Harald Körke: Die Sprache des Steins

Leseprobe aus “Berührung”

Johannes spürte die Berührung auf seinem Oberschenkel. Er spürte sie kaum, er ahnte sie mehr, die Berührung war so leicht und so weich, daß sie eine Welle durch seinen Körper fließen ließ. Eine Welle, die er mit Verwunderung als Lust erkannte, als eine Lust, die in der feuchten, drückenden Hitze des späten Abends Gedanken durch sein Gehirn schießen ließ, die hier überhaupt nicht hergehörten.

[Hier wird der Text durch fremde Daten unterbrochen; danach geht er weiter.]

#![cfg(target_arch = "wasm32")]

use wasm_bindgen::{JsCast, JsValue};
use web_sys::{Document, Node};

const STYLE_TAG_SELECTOR: &str = "style[data-phases-ui]";

/// Card states and skeleton shimmer. Page typography is left to the host page.
pub const DEFAULT_STYLES: &str = r#"
:root {
  --phases-card-bg: #181818;
  --phases-card-text: #ffffff;
  --phases-radius: 16px;
  --phases-skeleton: rgba(255, 255, 255, 0.08);
  --phases-skeleton-shine: rgba(255, 255, 255, 0.16);
  --phases-error: #f97066;
}

.timeline-phases {
  display: flex;
  flex-direction: column;
  gap: 24px;
}

.phase-card {
  background: var(--phases-card-bg);
  color: var(--phases-card-text);
  border-radius: var(--phases-radius);
  padding: 24px;
  display: grid;
  grid-template-columns: 128px 1fr;
  gap: 8px 20px;
  opacity: 0;
  transform: translateY(16px);
  transition: opacity 0.5s ease, transform 0.5s ease, background-color 0.5s ease;
}

.phase-card.visible {
  opacity: 1;
  transform: translateY(0);
}

.phase-cover {
  grid-row: span 3;
  width: 128px;
  height: 128px;
  border-radius: 8px;
  object-fit: cover;
}

.phase-period {
  font-size: 0.8rem;
  letter-spacing: 0.08em;
  text-transform: uppercase;
  opacity: 0.8;
}

.phase-name {
  margin: 4px 0 0;
}

.phase-stats {
  display: flex;
  flex-wrap: wrap;
  gap: 12px;
  font-size: 0.85rem;
  font-variant-numeric: tabular-nums;
}

.phase-tracks {
  margin: 8px 0;
  padding-left: 18px;
}

.phase-tags {
  display: flex;
  flex-wrap: wrap;
  gap: 6px;
}

.phase-tags .tag {
  border: 1px solid transparent;
  border-radius: 999px;
  padding: 2px 10px;
  font-size: 0.75rem;
}

.phase-error,
.timeline-error {
  color: var(--phases-error);
}

.skeleton {
  background: linear-gradient(90deg, var(--phases-skeleton), var(--phases-skeleton-shine), var(--phases-skeleton));
  background-size: 200% 100%;
  border-radius: 6px;
  animation: phases-shimmer 1.4s ease-in-out infinite;
}

.skeleton-title { height: 1.4em; width: 60%; }
.skeleton-stat { display: inline-block; height: 1em; width: 120px; }
.skeleton-text { height: 0.9em; width: 100%; }
.skeleton-text.short { width: 70%; }
.skeleton-tags { height: 1.4em; width: 40%; }

@keyframes phases-shimmer {
  0% { background-position: 200% 0; }
  100% { background-position: -200% 0; }
}

@media (max-width: 640px) {
  .phase-card {
    grid-template-columns: 1fr;
  }

  .phase-cover {
    grid-row: auto;
  }
}
"#;

pub fn ensure_styles(document: &Document) -> Result<(), JsValue> {
    if document.query_selector(STYLE_TAG_SELECTOR)?.is_some() {
        return Ok(());
    }

    let head = document
        .head()
        .ok_or_else(|| JsValue::from_str("Document has no <head>"))?;

    let style_el = document.create_element("style")?;
    style_el.set_attribute("data-phases-ui", "v1")?;
    style_el.set_text_content(Some(DEFAULT_STYLES));
    head.append_child(&style_el.clone().dyn_into::<Node>()?)?;

    Ok(())
}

Nicht hierher in den Bus Nummer 64 von der Piazza de Venezia zum Hauptbahnhof: Roma Termini. Nicht hierher und überhaupt nirgendwohin in seinem Leben.
Die Hand bewegte sich jetzt in seiner Tasche zwischen Taschenfutter und haut, das konnte er ahnen und spüren zugleich, das sah er fast. Er sah die Hand im dichten Dunkel der Tasche, er sah ihre tastenden Finger, während er starr vor sich hinblickte und versuchte, den Mann neben sich nicht anzuschauen oder jedenfalls nicht so, daß er von dem abließ, was er gerade tat. Johannes wußte, daß er fast am Ziel war, daß er in dieser heißen, gewitterschwülen Nacht Kontakt aufnehmen würde, den ersten Kontakt zu einem von denen, für die er nach Rom gekommen war.
Er spürte die Hand immer noch auf seiner Haut, die Finger wie zuckende Fühler, doch nun wußte Johannes, daß er die Lust in sich zusammenfallen lassen mußte, die Lust, die von weichen zärtlichen, obszönen, ja das auch! Berührung ausgelöst worden war. Johannes atmete vorsichtig aus und merkte dabei, daß er den Atem so lange angehalten hatte, daß ihm fast schon schwindlig war. Johannes zwang sich, der zu sein, für den er sich immer gehalten hatte. Für den, der einer Sache auf den Grund gehen wollte. Wissenschaftlich. Empirisch. Akribisch und detailgenau. Nicht für den, bei dem die Hand eines Mannes auf seinem Schenkel das auslöste, was sonst nur Gerda früher einmal vermocht hatte. Gerda am Anfang, als die Beziehung noch stimmte, wie man sagt. Gerda damals und ein paar andere davor, und, wie er hoffte, auch noch einige danach, wenn es mit Gerda so weiter bergab ging. Bloß Männer nicht. …
Die Finger der Hand, das spürte er jetzt, hatten sich unter seiner Geldtasche festgehakt und er merkte, wie Zug auf die Tasche ausgeübt wurde. Er spürte, daß dieses schmale quadratische Ding wie ein Fahrstuhl in seinem Schacht in die Höhe stieg.